Dr Ian Parry and Dr Andrew Bunker.
University of Cambridge.
Astronomers can now watch the behaviour of ancient galaxies in greater detail than ever before using an instrument built by researchers in Cambridge. The instrument splits images from large telescopes into tiny elements that are analysed separately to reveal the motion and even chemical composition of distant stars.
Watching distant galaxies is the same as watching an event a long time ago, as their light takes time to reach us. Astronomers need very large telescopes to collect the weak light from distant galaxies, which spreads out as it travels like ripples across a pond. But to gain as much information as possible from the images collected by these telescopes, Dr Ian Parry of the University of Cambridge and his colleagues have built CIRPASS - the Cambridge Infrared Panoramic Survey Spectrograph. When hooked up to one of the largest telescopes in the world, this instrument can reveal the behaviour of galaxies some 8 billion years old - when the Universe itself was a mere 6 billion years old.

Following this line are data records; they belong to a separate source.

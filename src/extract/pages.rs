use scraper::{ElementRef, Html};

use crate::app::{Result, YtsError};
use crate::domain::{
    CommentsPageMeta, HomePageContentData, MovieReviewsData, SiteMovie, SiteMovieComment,
    SiteMovieDirector, SiteUpcomingMovie, TrendingMoviesData,
};
use crate::extract::listing::{scrape_each, ListingError};
use crate::extract::records::scrape_movie_id;
use crate::extract::selectors::{self as css, Css};
use crate::extract::{scrape_listing, select_section, Scrape};
use crate::validate::{is_absolute_url, ValidationErrors, Validator};

fn validated<T>(result: std::result::Result<T, ValidationErrors>) -> Result<T> {
    result.map_err(|errors| {
        tracing::debug!("{}", errors);
        YtsError::Validation(errors)
    })
}

/// First element matching `css`, or a structural failure.
fn first<'a>(scope: ElementRef<'a>, css: &'static Css) -> Result<ElementRef<'a>> {
    select_section(scope, css, 1)?
        .into_iter()
        .next()
        .ok_or(YtsError::NoElements {
            selector: css.source,
        })
}

pub fn trending_movies(document: &Html) -> Result<TrendingMoviesData> {
    let movies = scrape_listing::<SiteMovie>(
        document.root_element(),
        "trending",
        &css::TRENDING,
        1,
    )?;
    Ok(TrendingMoviesData { movies })
}

/// Checks all three sections exist before extracting any of them, then
/// reports item failures of every section together.
pub fn home_page_content(document: &Html) -> Result<HomePageContentData> {
    let root = document.root_element();
    let popular = select_section(root, &css::POPULAR, 1)?;
    let latest = select_section(root, &css::LATEST, 1)?;
    let upcoming = select_section(root, &css::UPCOMING, 1)?;

    let popular = scrape_each::<SiteMovie>("popular", &popular);
    let latest = scrape_each::<SiteMovie>("latest", &latest);
    let upcoming = scrape_each::<SiteUpcomingMovie>("upcoming", &upcoming);

    match (popular, latest, upcoming) {
        (Ok(popular), Ok(latest), Ok(upcoming)) => Ok(HomePageContentData {
            popular,
            latest,
            upcoming,
        }),
        (popular, latest, upcoming) => {
            let mut failures = ListingError::default();
            for err in [popular.err(), latest.err(), upcoming.err()]
                .into_iter()
                .flatten()
            {
                failures.extend(err);
            }
            tracing::debug!("{}", failures);
            Err(YtsError::Listing(failures))
        }
    }
}

/// The first director listed on a movie page.
pub fn movie_director(document: &Html) -> Result<SiteMovieDirector> {
    let fragment = first(document.root_element(), &css::DIRECTOR)?;
    validated(SiteMovieDirector::scrape(fragment))
}

/// Reviews of a movie page plus the link to the full review list, which
/// must be an absolute URL.
pub fn movie_reviews(document: &Html) -> Result<MovieReviewsData> {
    let root = document.root_element();
    let reviews = scrape_listing(root, "reviews", &css::REVIEWS, 1)?;

    let more = first(root, &css::REVIEWS_MORE)?;
    let reviews_more_link = more.value().attr("href").map(str::trim).unwrap_or_default();
    if !is_absolute_url(reviews_more_link) {
        let err = YtsError::InvalidAttribute {
            selector: css::REVIEWS_MORE.source,
            attribute: "href",
        };
        tracing::debug!("{}", err);
        return Err(err);
    }

    Ok(MovieReviewsData {
        reviews,
        reviews_more_link: reviews_more_link.to_string(),
    })
}

pub fn comments_meta(document: &Html) -> Result<CommentsPageMeta> {
    let root = document.root_element();
    first(root, &css::MOVIE_INFO)?;
    validated(CommentsPageMeta::scrape(root))
}

/// Numeric id of the movie a page describes.
pub fn movie_id(document: &Html) -> Result<u32> {
    let root = document.root_element();
    first(root, &css::MOVIE_INFO)?;

    let mut v = Validator::new("MovieInfo");
    let id = scrape_movie_id(root, &mut v);
    validated(v.finish()).and_then(|()| {
        id.ok_or(YtsError::InvalidAttribute {
            selector: css::MOVIE_INFO.source,
            attribute: "data-movie-id",
        })
    })
}

/// Comments of one thread page. An empty page is not an error.
pub fn movie_comments(fragment: &Html) -> Result<Vec<SiteMovieComment>> {
    scrape_listing(fragment.root_element(), "comments", &css::COMMENTS, 0)
}
use url::form_urlencoded;

use crate::domain::api::Torrent;
use crate::domain::Quality;

/// Title and torrents of anything that can produce magnet links.
#[derive(Debug, Clone, Copy)]
pub struct TorrentInfo<'a> {
    pub movie_title: &'a str,
    pub torrents: &'a [Torrent],
}

/// Implemented by every payload that carries torrents, so magnet synthesis
/// accepts both list entries and movie details.
pub trait TorrentInfoGetter {
    fn torrent_info(&self) -> TorrentInfo<'_>;
}

impl TorrentInfo<'_> {
    /// Last listed torrent of the given quality.
    pub fn find(&self, quality: Quality) -> Option<&Torrent> {
        self.torrents.iter().rev().find(|t| t.quality == quality.as_str())
    }
}

/// `magnet:?xt=urn:btih:<hash>&dn=<name>&tr=...` for one torrent.
///
/// The display name is `<title>+[<quality>]+[<DOMAIN>]`, query-escaped.
pub fn magnet_uri(movie_title: &str, torrent: &Torrent, domain: &str, trackers: &[String]) -> String {
    let name = format!(
        "{}+[{}]+[{}]",
        movie_title,
        torrent.quality,
        domain.to_uppercase()
    );

    let mut query = form_urlencoded::Serializer::new(String::new());
    query.append_pair("dn", &name);
    for tracker in trackers {
        query.append_pair("tr", tracker);
    }

    format!("magnet:?xt=urn:btih:{}&{}", torrent.hash, query.finish())
}
use std::fmt::Display;
use std::str::FromStr;
use std::sync::LazyLock;

use regex::Regex;
use url::Url;

use crate::domain::ClosedSet;
use crate::validate::{FieldError, Rule, ValidationErrors};

const RATING_PATTERN: &str = r"^(\d+(?:\.\d+)?) / 10$";
const MAX_RATING: f64 = 10.0;

static RATING_RE: LazyLock<Regex> =
    LazyLock::new(|| Regex::new(RATING_PATTERN).expect("rating pattern is a valid regex"));

/// First whitespace-delimited token of `text`.
pub fn leading_token(text: &str) -> Option<&str> {
    text.split_whitespace().next()
}

/// `"<n>[.<n>] / 10"` with exactly one space around the slash and a score
/// no greater than ten.
pub fn is_rating(value: &str) -> bool {
    RATING_RE
        .captures(value)
        .and_then(|caps| caps.get(1))
        .and_then(|score| score.as_str().parse::<f64>().ok())
        .is_some_and(|score| score <= MAX_RATING)
}

pub fn is_absolute_url(value: &str) -> bool {
    Url::parse(value).is_ok_and(|url| url.has_host())
}

/// Collects field failures for one record.
#[derive(Debug)]
pub struct Validator {
    record: &'static str,
    errors: ValidationErrors,
}

impl Validator {
    pub fn new(record: &'static str) -> Self {
        Self {
            record,
            errors: ValidationErrors::default(),
        }
    }

    pub fn fail(
        &mut self,
        field: impl Into<String>,
        rule: Rule,
        value: impl Display,
        expected: impl Into<String>,
    ) {
        self.errors.push(FieldError {
            record: self.record,
            field: field.into(),
            rule,
            value: value.to_string(),
            expected: expected.into(),
        });
    }

    /// Fails `required` on an empty (or whitespace-only) value. Returns
    /// whether the value was present.
    pub fn required(&mut self, field: &str, value: &str) -> bool {
        if value.trim().is_empty() {
            self.fail(field, Rule::Required, value, "non-empty");
            return false;
        }
        true
    }

    /// Required absolute URL. An empty value is reported once, as `required`.
    pub fn url(&mut self, field: &str, value: &str) {
        if self.required(field, value) && !is_absolute_url(value) {
            self.fail(field, Rule::Url, value, "absolute URL");
        }
    }

    /// Rating format check, applied as-is: callers decide whether an empty
    /// rating is acceptable for their record.
    pub fn rating(&mut self, field: &str, value: &str) {
        if !is_rating(value) {
            self.fail(field, Rule::Rating, value, "<0-10>[.<digits>] / 10");
        }
    }

    /// Inclusive range check. Reports the bound that was crossed.
    pub fn range(&mut self, field: &str, value: i64, min: i64, max: i64) -> bool {
        if value < min {
            self.fail(field, Rule::Range, value, format!("min={min}"));
            false
        } else if value > max {
            self.fail(field, Rule::Range, value, format!("max={max}"));
            false
        } else {
            true
        }
    }

    /// Coerces the leading token of `raw` to an integer.
    ///
    /// Missing text fails `required`, a non-numeric token fails `integer`.
    pub fn integer<T>(&mut self, field: &str, raw: &str) -> Option<T>
    where
        T: FromStr,
    {
        let Some(token) = leading_token(raw) else {
            self.fail(field, Rule::Required, raw, "non-empty");
            return None;
        };

        match token.parse::<T>() {
            Ok(value) => Some(value),
            Err(_) => {
                self.fail(field, Rule::Integer, token, "base-10 integer");
                None
            }
        }
    }

    /// Like [`integer`](Self::integer) but an absent value yields `default`.
    pub fn integer_or<T>(&mut self, field: &str, raw: Option<&str>, default: T) -> T
    where
        T: FromStr,
    {
        match raw.map(str::trim).filter(|raw| !raw.is_empty()) {
            Some(raw) => self.integer(field, raw).unwrap_or(default),
            None => default,
        }
    }

    /// Parses a member of a closed set. Empty fails `required`, anything
    /// outside the set fails `membership`.
    pub fn member<T>(&mut self, field: &str, raw: &str) -> Option<T>
    where
        T: ClosedSet + FromStr,
    {
        let raw = raw.trim();
        if !self.required(field, raw) {
            return None;
        }

        match raw.parse::<T>() {
            Ok(value) => Some(value),
            Err(_) => {
                self.fail(field, Rule::Membership, raw, format!("oneof={}", T::one_of()));
                None
            }
        }
    }

    pub fn is_clean(&self) -> bool {
        self.errors.is_empty()
    }

    pub fn into_errors(self) -> ValidationErrors {
        self.errors
    }

    pub fn finish(self) -> Result<(), ValidationErrors> {
        self.errors.into_result()
    }

    /// Returns `value` only if no failures were collected.
    pub fn finish_with<T>(self, value: T) -> Result<T, ValidationErrors> {
        self.finish().map(|()| value)
    }
}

The spectrum of light from a distant object holds a wealth of information about how it is moving and what it is made of. Astronomers use a spectrograph to collect this information, spreading out the light into its spectrum. Normally spectrographs use slits to measure the spectra of lines in telescope images. But CIRPASS measures a spectrum for individual points in an image to provide a much more detailed picture. 'CIRPASS gets the whole picture, not just a part of it,' says Parry.
The light from a single pixel is funneled by a lens into an optical fibre - a flexible pipe for carrying light. The light coming out of each fibre is then spread into its colours by the spectrograph - which is kept in a freezer at -40ºC to improve its performance - to produce a spectrum for each pixel.
Having a spectrum for each pixel adds a third dimension of information to the two-dimensional telescope image, allowing astronomers to deduce how the stars in ancient galaxies moved, how quickly they formed and what they were made of.
Stars were born more often in the early Universe than they are now. CIRPASS can peer back into the past to study this process in greater detail than ever before. 'CIRPASS can measure the birthrate and see where inside the galaxies the stars were being born,' Parry explains. And by measuring the motion of stars in ancient galaxies, the instrument can also reveal how the galaxies themselves were formed.